MPM-B.4   15:40  Break

MPM-B.5   16:00  Finding suitable isotopes for labelling Rhinoceros horn CG Kros, South African Nuclear Energy Corporation SOC ; D Kotze, South African Nuclear Energy Corporation SOC; J van Rooyen, North-West University; A Buffler, University of Cape Town; A Faanhof, University of Cape Town

Abstract: A current research project is underway to investigate the use of radionuclides to label Rhinoceros horn to enable the detection of poached Rhinoceros horn at border control points through radiation monitoring. The labelling (‘tagging’) considered different techniques such as the in situ activation of horn on live animals, impregnating horn with radioactive dyes and physical implanting radioactive material in horn. The latter, being the implanting of capsules or nails into the horn, is proving to be most viable in terms of practicality and offering variability of isotopes. This presentation will discuss the studies performed using neutron activation on different commercial materials and the radiometric analysis performed to identify suitable isotopes. Suitable isotopes are those which are readily activated, exhibits measurable gamma ray energies and possesses adequate half-lives. The unique combination of isotopes obtained from the activation of different materials further provides the opportunity to ‘fingerprint’ the horns.
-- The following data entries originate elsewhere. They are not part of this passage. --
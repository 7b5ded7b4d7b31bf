// SPDX-License-Identifier: Apache-2.0 OR MIT
// Copyright (c) 2025-2026 naskel.com

//! `[T; N]`: N element encodings back to back.

use super::{read_bytes, Coder, CoderKind, EncodedLength};
use crate::constants::{MAX_BYTES, MAX_ZERO_WIDTH_ITEMS};
use crate::error::{AbiError, AbiResult};
use crate::value::AbiValue;

#[derive(Debug)]
pub struct ArrayCoder {
    element: Box<dyn Coder>,
    length: usize,
    label: String,
}

impl ArrayCoder {
    /// `length` copies of `element`.
    ///
    /// Fails with `InvalidComponent` when the encoded size would exceed
    /// [`MAX_BYTES`], or when zero-width elements are repeated more than
    /// [`MAX_ZERO_WIDTH_ITEMS`] times.
    pub fn new(
        element: Box<dyn Coder>,
        length: usize,
        label: impl Into<String>,
    ) -> AbiResult<Self> {
        let label = label.into();
        let element_min = element.encoded_length().min();
        let within_bounds = match element_min {
            0 => length <= MAX_ZERO_WIDTH_ITEMS,
            n => n.checked_mul(length).is_some_and(|total| total <= MAX_BYTES),
        };
        if !within_bounds {
            return Err(AbiError::InvalidComponent(format!(
                "The provided {label} type is too large: {length} items of {} bytes.",
                element_min
            )));
        }
        Ok(Self {
            element,
            length,
            label,
        })
    }

    pub fn length(&self) -> usize {
        self.length
    }
}

impl Coder for ArrayCoder {
    fn kind(&self) -> CoderKind {
        CoderKind::Array
    }

    fn type_label(&self) -> &str {
        &self.label
    }

    fn encoded_length(&self) -> EncodedLength {
        match self.element.encoded_length() {
            EncodedLength::Fixed(n) => EncodedLength::Fixed(n.saturating_mul(self.length)),
            EncodedLength::Dynamic { min } => EncodedLength::Dynamic {
                min: min.saturating_mul(self.length),
            },
        }
    }

    fn encode_into(&self, value: &AbiValue, out: &mut Vec<u8>) -> AbiResult<()> {
        let items = value
            .as_sequence()
            .ok_or_else(|| AbiError::encode("Expected array value."))?;
        if items.len() != self.length {
            return Err(AbiError::encode(format!(
                "Types/values length mismatch: {} expects {} items, got {}.",
                self.label,
                self.length,
                items.len()
            )));
        }
        items
            .iter()
            .try_for_each(|item| self.element.encode_into(item, out))
    }

    fn decode(&self, data: &[u8], offset: usize) -> AbiResult<(AbiValue, usize)> {
        if let EncodedLength::Fixed(total) = self.encoded_length() {
            read_bytes(data, offset, total, "array")?;
        }

        // Zero-width items are capped at construction; others need input bytes.
        let remaining = data.len().saturating_sub(offset);
        let mut items = Vec::with_capacity(self.length.min(remaining.max(MAX_ZERO_WIDTH_ITEMS)));
        let mut next = offset;
        for _ in 0..self.length {
            let (item, after) = self.element.decode(data, next)?;
            items.push(item);
            next = after;
        }
        Ok((AbiValue::Array(items), next))
    }
}
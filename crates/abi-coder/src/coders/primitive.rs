// SPDX-License-Identifier: Apache-2.0 OR MIT
// Copyright (c) 2025-2026 naskel.com

//! Fixed-width leaf coders.

use super::{read_bytes, read_uint, write_uint, Coder, CoderKind, EncodedLength};
use crate::constants::{B256_SIZE, B512_SIZE};
use crate::error::{AbiError, AbiResult};
use crate::value::AbiValue;

/// Unsigned integer widths.
#[derive(Debug, Clone, Copy, PartialEq, Eq, Hash)]
pub enum NumberKind {
    U8,
    U16,
    U32,
    U64,
}

impl NumberKind {
    /// Natural width in bytes.
    pub fn size(self) -> usize {
        match self {
            Self::U8 => 1,
            Self::U16 => 2,
            Self::U32 => 4,
            Self::U64 => 8,
        }
    }

    /// Largest representable value.
    pub fn max(self) -> u64 {
        match self {
            Self::U8 => u64::from(u8::MAX),
            Self::U16 => u64::from(u16::MAX),
            Self::U32 => u64::from(u32::MAX),
            Self::U64 => u64::MAX,
        }
    }

    fn name(self) -> &'static str {
        match self {
            Self::U8 => "u8",
            Self::U16 => "u16",
            Self::U32 => "u32",
            Self::U64 => "u64",
        }
    }

    fn to_value(self, v: u64) -> AbiValue {
        // Callers range-check against `max()` first.
        match self {
            Self::U8 => AbiValue::U8(v as u8),
            Self::U16 => AbiValue::U16(v as u16),
            Self::U32 => AbiValue::U32(v as u32),
            Self::U64 => AbiValue::U64(v),
        }
    }
}

// ---------------------------------------------------------------------------
// NumberCoder
// ---------------------------------------------------------------------------

/// Unsigned integer, big-endian, left-padded to `width` bytes.
#[derive(Debug, Clone)]
pub struct NumberCoder {
    kind: NumberKind,
    width: usize,
    label: String,
}

impl NumberCoder {
    /// Integer of `kind` occupying `width` bytes (at least its natural size).
    pub fn new(kind: NumberKind, width: usize, label: impl Into<String>) -> Self {
        Self {
            kind,
            width: width.max(kind.size()),
            label: label.into(),
        }
    }

    pub fn number_kind(&self) -> NumberKind {
        self.kind
    }
}

impl Coder for NumberCoder {
    fn kind(&self) -> CoderKind {
        CoderKind::Primitive
    }

    fn type_label(&self) -> &str {
        &self.label
    }

    fn encoded_length(&self) -> EncodedLength {
        EncodedLength::Fixed(self.width)
    }

    fn encode_into(&self, value: &AbiValue, out: &mut Vec<u8>) -> AbiResult<()> {
        let v = value.as_u64().ok_or_else(|| {
            AbiError::encode(format!(
                "Invalid {}: expected an unsigned integer, got {}.",
                self.kind.name(),
                value.type_name()
            ))
        })?;
        if v > self.kind.max() {
            return Err(AbiError::encode(format!(
                "Invalid {}. Too many bytes.",
                self.kind.name()
            )));
        }
        write_uint(out, v, self.width);
        Ok(())
    }

    fn decode(&self, data: &[u8], offset: usize) -> AbiResult<(AbiValue, usize)> {
        let bytes = read_bytes(data, offset, self.width, "number")?;
        let v = read_uint(bytes)
            .filter(|&v| v <= self.kind.max())
            .ok_or_else(|| {
                AbiError::decode(format!("Invalid {}. Too many bytes.", self.kind.name()))
            })?;
        Ok((self.kind.to_value(v), offset + self.width))
    }
}

// ---------------------------------------------------------------------------
// BooleanCoder
// ---------------------------------------------------------------------------

/// Boolean stored as 0 or 1, left-padded to `width` bytes.
#[derive(Debug, Clone)]
pub struct BooleanCoder {
    width: usize,
}

impl BooleanCoder {
    pub fn new(width: usize) -> Self {
        Self {
            width: width.max(1),
        }
    }
}

impl Coder for BooleanCoder {
    fn kind(&self) -> CoderKind {
        CoderKind::Primitive
    }

    fn type_label(&self) -> &str {
        "bool"
    }

    fn encoded_length(&self) -> EncodedLength {
        EncodedLength::Fixed(self.width)
    }

    fn encode_into(&self, value: &AbiValue, out: &mut Vec<u8>) -> AbiResult<()> {
        let v = value.as_bool().ok_or_else(|| {
            AbiError::encode(format!("Invalid boolean value: got {}.", value.type_name()))
        })?;
        write_uint(out, u64::from(v), self.width);
        Ok(())
    }

    fn decode(&self, data: &[u8], offset: usize) -> AbiResult<(AbiValue, usize)> {
        let bytes = read_bytes(data, offset, self.width, "boolean")?;
        let v = match read_uint(bytes) {
            Some(0) => false,
            Some(1) => true,
            _ => return Err(AbiError::decode("Invalid boolean value.")),
        };
        Ok((AbiValue::Bool(v), offset + self.width))
    }
}

// ---------------------------------------------------------------------------
// FixedBytesCoder
// ---------------------------------------------------------------------------

/// 32-byte (`b256`) or 64-byte (`B512`) block, copied verbatim.
#[derive(Debug, Clone)]
pub struct FixedBytesCoder {
    size: usize,
    label: &'static str,
}

impl FixedBytesCoder {
    pub fn b256() -> Self {
        Self {
            size: B256_SIZE,
            label: "b256",
        }
    }

    pub fn b512() -> Self {
        Self {
            size: B512_SIZE,
            label: "struct B512",
        }
    }
}

impl Coder for FixedBytesCoder {
    fn kind(&self) -> CoderKind {
        CoderKind::Primitive
    }

    fn type_label(&self) -> &str {
        self.label
    }

    fn encoded_length(&self) -> EncodedLength {
        EncodedLength::Fixed(self.size)
    }

    fn encode_into(&self, value: &AbiValue, out: &mut Vec<u8>) -> AbiResult<()> {
        match value {
            AbiValue::B256(b) if self.size == B256_SIZE => out.extend_from_slice(b),
            AbiValue::B512(b) if self.size == B512_SIZE => out.extend_from_slice(b),
            AbiValue::Bytes(b) if b.len() == self.size => out.extend_from_slice(b),
            other => {
                return Err(AbiError::encode(format!(
                    "Invalid {}: expected {} bytes, got {}.",
                    self.label,
                    self.size,
                    other.type_name()
                )))
            }
        }
        Ok(())
    }

    fn decode(&self, data: &[u8], offset: usize) -> AbiResult<(AbiValue, usize)> {
        let bytes = read_bytes(data, offset, self.size, self.label)?;
        let value = if self.size == B256_SIZE {
            let mut block = [0u8; B256_SIZE];
            block.copy_from_slice(bytes);
            AbiValue::B256(block)
        } else {
            let mut block = [0u8; B512_SIZE];
            block.copy_from_slice(bytes);
            AbiValue::B512(block)
        };
        Ok((value, offset + self.size))
    }
}
// SPDX-License-Identifier: Apache-2.0 OR MIT
// Copyright (c) 2025-2026 naskel.com

//! Native values handed to and returned by coders.

use crate::constants::{B256_SIZE, B512_SIZE};
use std::collections::BTreeMap;

/// A value of any ABI type.
///
/// Struct values and enum values are both records: a struct record carries
/// one entry per field, an enum record carries exactly one entry keyed by the
/// active case name.
#[derive(Debug, Clone, PartialEq, Eq)]
pub enum AbiValue {
    // Primitives
    Bool(bool),
    U8(u8),
    U16(u16),
    U32(u32),
    U64(u64),
    B256([u8; B256_SIZE]),
    B512([u8; B512_SIZE]),

    // Text and blobs
    String(String),
    Bytes(Vec<u8>),
    RawSlice(Vec<u64>),

    // Composites
    Array(Vec<AbiValue>),
    Tuple(Vec<AbiValue>),
    Record(BTreeMap<String, AbiValue>),
    Option(Option<Box<AbiValue>>),
}

impl AbiValue {
    /// The unit value `()`.
    pub fn unit() -> Self {
        Self::Tuple(Vec::new())
    }

    /// Build a record from `(name, value)` pairs.
    pub fn record<K, I>(entries: I) -> Self
    where
        K: Into<String>,
        I: IntoIterator<Item = (K, AbiValue)>,
    {
        Self::Record(entries.into_iter().map(|(k, v)| (k.into(), v)).collect())
    }

    /// Build an enum value with `case` active.
    pub fn variant(case: impl Into<String>, value: AbiValue) -> Self {
        let mut map = BTreeMap::new();
        map.insert(case.into(), value);
        Self::Record(map)
    }

    /// Short name of the variant, used in error messages.
    pub fn type_name(&self) -> &'static str {
        match self {
            Self::Bool(_) => "bool",
            Self::U8(_) => "u8",
            Self::U16(_) => "u16",
            Self::U32(_) => "u32",
            Self::U64(_) => "u64",
            Self::B256(_) => "b256",
            Self::B512(_) => "b512",
            Self::String(_) => "string",
            Self::Bytes(_) => "bytes",
            Self::RawSlice(_) => "raw slice",
            Self::Array(_) => "array",
            Self::Tuple(_) => "tuple",
            Self::Record(_) => "record",
            Self::Option(_) => "option",
        }
    }

    /// Try to get as bool.
    pub fn as_bool(&self) -> Option<bool> {
        match self {
            Self::Bool(v) => Some(*v),
            _ => None,
        }
    }

    /// Any unsigned integer variant, widened to `u64`.
    pub fn as_u64(&self) -> Option<u64> {
        match self {
            Self::U8(v) => Some(u64::from(*v)),
            Self::U16(v) => Some(u64::from(*v)),
            Self::U32(v) => Some(u64::from(*v)),
            Self::U64(v) => Some(*v),
            _ => None,
        }
    }

    /// Try to get as string.
    pub fn as_str(&self) -> Option<&str> {
        match self {
            Self::String(v) => Some(v),
            _ => None,
        }
    }

    /// Raw bytes of a byte blob, or of an array made only of `u8` values.
    pub fn as_bytes(&self) -> Option<Vec<u8>> {
        match self {
            Self::Bytes(v) => Some(v.clone()),
            Self::Array(items) => items
                .iter()
                .map(|item| match item {
                    Self::U8(b) => Some(*b),
                    _ => None,
                })
                .collect(),
            _ => None,
        }
    }

    /// Elements of an array or tuple.
    pub fn as_sequence(&self) -> Option<&[AbiValue]> {
        match self {
            Self::Array(v) | Self::Tuple(v) => Some(v),
            _ => None,
        }
    }

    /// Entries of a record.
    pub fn as_record(&self) -> Option<&BTreeMap<String, AbiValue>> {
        match self {
            Self::Record(map) => Some(map),
            _ => None,
        }
    }

    /// Try to get a record field.
    pub fn get_field(&self, name: &str) -> Option<&AbiValue> {
        self.as_record()?.get(name)
    }

    /// Active case of an enum record.
    pub fn variant_case(&self) -> Option<(&str, &AbiValue)> {
        match self {
            Self::Record(map) if map.len() == 1 => {
                map.iter().next().map(|(k, v)| (k.as_str(), v))
            }
            _ => None,
        }
    }
}

impl From<bool> for AbiValue {
    fn from(v: bool) -> Self {
        Self::Bool(v)
    }
}

impl From<u8> for AbiValue {
    fn from(v: u8) -> Self {
        Self::U8(v)
    }
}

impl From<u16> for AbiValue {
    fn from(v: u16) -> Self {
        Self::U16(v)
    }
}

impl From<u32> for AbiValue {
    fn from(v: u32) -> Self {
        Self::U32(v)
    }
}

impl From<u64> for AbiValue {
    fn from(v: u64) -> Self {
        Self::U64(v)
    }
}

impl From<[u8; B256_SIZE]> for AbiValue {
    fn from(v: [u8; B256_SIZE]) -> Self {
        Self::B256(v)
    }
}

impl From<[u8; B512_SIZE]> for AbiValue {
    fn from(v: [u8; B512_SIZE]) -> Self {
        Self::B512(v)
    }
}

impl From<String> for AbiValue {
    fn from(v: String) -> Self {
        Self::String(v)
    }
}

impl From<&str> for AbiValue {
    fn from(v: &str) -> Self {
        Self::String(v.to_string())
    }
}

impl<T: Into<AbiValue>> From<Vec<T>> for AbiValue {
    fn from(v: Vec<T>) -> Self {
        Self::Array(v.into_iter().map(Into::into).collect())
    }
}

impl<T: Into<AbiValue>> From<Option<T>> for AbiValue {
    fn from(v: Option<T>) -> Self {
        Self::Option(v.map(|inner| Box::new(inner.into())))
    }
}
MPM-B.6   16:20  Detection of Smuggled Rhinoceros Horns TE Johnson*, Colorado State University ; E DeVincenzo, Colorado State University; J Bell, Colorado State University

Abstract: The detection of radioactive materials in rhinoceros horns presents multiple challenges. Calculating the maximum and type of activity to implant into the horn is an initial goal, and the follow up goal is ascertaining if sufficient activity is present to be detected at ports of entry. Detection of illicit radioactive materials via a portal monitor is complex. Creation of a theoretical function to determine the minimum activity necessary to alarm a portal monitor was attempted. Typically, portal monitors operate with a decision level set for a Type 1 error of 5% and a Type 2 error of 50%. Since the goal is detection, a missed detection is unwanted in this situation. Using an activity goal that achieves a Type 2 error of 5% is desirable. Additionally, an assumed time for counting the sample is needed. The assumed sample count time for the model was the transit time of three detector widths. The activity is further constrained to be contained within a thickness of steel similar to that of a container. Completion of the detection criteria in combination with the maximum activity will provide a theoretical basis for the minimum activity required in a rhinoceros horn to allow detection at a port of entry.

MPM-B.7   16:40  The Rhisotope Project: Where to after rhinos? How else might the techniques being developed by the project be applied? James Larkin, University of Witwatersrand, Johannesburg

Abstract: Ever since people have heard about the project, pleas have been made to see where else the technique might be applied. From illicit logging to the sale of pangolins and their scales. Illicit wildlife trafficking globally has been estimated to be worth $40 billion annually. It is on a par with drugs, weapons, and human trafficking. Consideration will be given to the practical, legal, regulatory, and ethical issues associated with potential applications.